Il suffit d’observer l’actualité de ces derniers jours pour être convaincu que les dirigeants du secteur public, ministres de tutelle, PDG ou directeurs de tout poil, sont, tout comme les patrons des grandes entreprises, déterminés à imposer au personnel, coûte que coûte, les conditions nécessaires à l’efficacité économique et financière de secteurs devenus concurrentiels, ou susceptibles de le devenir, quelle que soit leur utilité publique. C’est le cas des secteurs de l’énergie, du transport, des communications, mais aussi des hôpitaux ou des établissements scolaires et universitaires.

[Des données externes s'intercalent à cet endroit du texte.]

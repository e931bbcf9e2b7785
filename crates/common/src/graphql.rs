//! GraphQL wire types exchanged between the gateway and the execution engine.
//!
//! These types are serialised as JSON over the public HTTP API. The gateway
//! never interprets query text; it only shapes requests on the way in and
//! errors on the way out.

use serde::{Deserialize, Serialize};
use serde_json::{Map, Value};

use crate::upload::UploadedFile;

// ---------------------------------------------------------------------------
// Request
// ---------------------------------------------------------------------------

/// A single GraphQL operation as received over HTTP.
///
/// `uploads` is populated by the gateway's multipart intake and never appears
/// on the wire; JSON requests always arrive with an empty upload list.
#[derive(Debug, Clone, Serialize, Deserialize)]
#[serde(rename_all = "camelCase")]
pub struct GraphQLRequest {
    /// The operation source text.
    pub query: String,

    /// Which named operation to run when `query` contains several.
    #[serde(default, skip_serializing_if = "Option::is_none")]
    pub operation_name: Option<String>,

    /// Operation variables. Mapped upload locations are rewritten to upload
    /// references before the engine sees them.
    #[serde(default)]
    pub variables: Map<String, Value>,

    /// Files decoded from a multipart request, in map order.
    #[serde(skip)]
    pub uploads: Vec<UploadedFile>,
}

impl GraphQLRequest {
    /// Build a request from query text alone.
    pub fn new(query: impl Into<String>) -> Self {
        Self {
            query: query.into(),
            operation_name: None,
            variables: Map::new(),
            uploads: Vec::new(),
        }
    }
}

// ---------------------------------------------------------------------------
// Response
// ---------------------------------------------------------------------------

/// A GraphQL execution result: data, errors, or both.
#[derive(Debug, Clone, Default, Serialize, Deserialize)]
pub struct GraphQLResponse {
    /// Resolved data, absent when the operation failed before execution.
    #[serde(skip_serializing_if = "Option::is_none")]
    pub data: Option<Value>,

    /// Execution errors, omitted from the wire when empty.
    #[serde(default, skip_serializing_if = "Vec::is_empty")]
    pub errors: Vec<GraphQLError>,
}

impl GraphQLResponse {
    /// A response carrying only `data`.
    pub fn data(value: Value) -> Self {
        Self {
            data: Some(value),
            errors: Vec::new(),
        }
    }

    /// A response carrying a single error and no data.
    pub fn from_error(error: GraphQLError) -> Self {
        Self {
            data: None,
            errors: vec![error],
        }
    }
}

// ---------------------------------------------------------------------------
// Errors
// ---------------------------------------------------------------------------

/// One entry of a response's `errors` list.
#[derive(Debug, Clone, PartialEq, Serialize, Deserialize)]
pub struct GraphQLError {
    /// Human-readable description of the failure.
    pub message: String,

    /// Path to the response field the error belongs to, when known.
    #[serde(default, skip_serializing_if = "Option::is_none")]
    pub path: Option<Vec<Value>>,

    /// Free-form extensions map. The gateway's formatting pipeline redacts
    /// the `debug` and `exception` keys outside debug mode.
    #[serde(default, skip_serializing_if = "Map::is_empty")]
    pub extensions: Map<String, Value>,
}

impl GraphQLError {
    /// Build an error from a message alone.
    pub fn new(message: impl Into<String>) -> Self {
        Self {
            message: message.into(),
            path: None,
            extensions: Map::new(),
        }
    }

    /// Attach an extensions entry, replacing any existing value for `key`.
    pub fn with_extension(mut self, key: impl Into<String>, value: Value) -> Self {
        self.extensions.insert(key.into(), value);
        self
    }

    /// Attach a machine-readable `code` extension.
    pub fn with_code(self, code: &str) -> Self {
        self.with_extension("code", Value::String(code.to_owned()))
    }
}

Tandis que les manifestations en défense des services publics se répètent régulièrement et que, dans la dernière période, les gilets jaunes en ont fait l’une de leurs principales revendications, la classe politique dirigeante impulse une stratégie de « management des ressources humaines » qui n’a rien à envier aux pionniers de France Télécom et à leur maître à penser, le constructeur automobile Toyota dont le redressement économique fulgurant a servi de modèle à toutes les écoles de management.

Que l’on puisse souffrir, être malade, se plaindre, aller jusqu’au suicide est inadmissible pour ces « costs killers » et autres amateurs de « lean management » qui osent qualifier de « mode » la multiplication des suicides sur les lieux de travail.

Encore plus intolérable à leurs yeux est l’audace des militants syndicalistes combatifs, lanceurs d’alerte qui soutiennent leurs collègues dans leur défense, opposants déterminés aux réorganisations constantes, aux coupes dans les effectifs, à la précarisation des emplois. Il faut les abattre non seulement pour gagner sur tel ou tel cas, mais pour mettre définitivement à genoux les travailleurs et leur enlever toute médiation un tant soit peu encadrée.

Frapper tout azimut pour ôter l’envie de résister

C’est ainsi qu’Eric Bezou, cheminot lanceur d’alerte et Gilet Jaune est menacé de licenciement par la SNCF pour s’être mis à genoux devant ses cadres, exprimant par sa « posture » ironique le sentiment que lui inspirait l’attitude de la direction de la SNCF à l’égard de ses salariés dont le nombre de suicides - plus de 50 cas depuis 2017 - a d’ailleurs atteint, voire dépassé, celui de France Télécom.

Eric Bezou qui a osé cette impertinente protestation s’était opposé avec détermination à la réforme ferroviaire lors de la « bataille du rail » de 2018. Il passera en conseil de discipline avec menace de licenciement, le 23 mai. L’affaire n’a pas traîné.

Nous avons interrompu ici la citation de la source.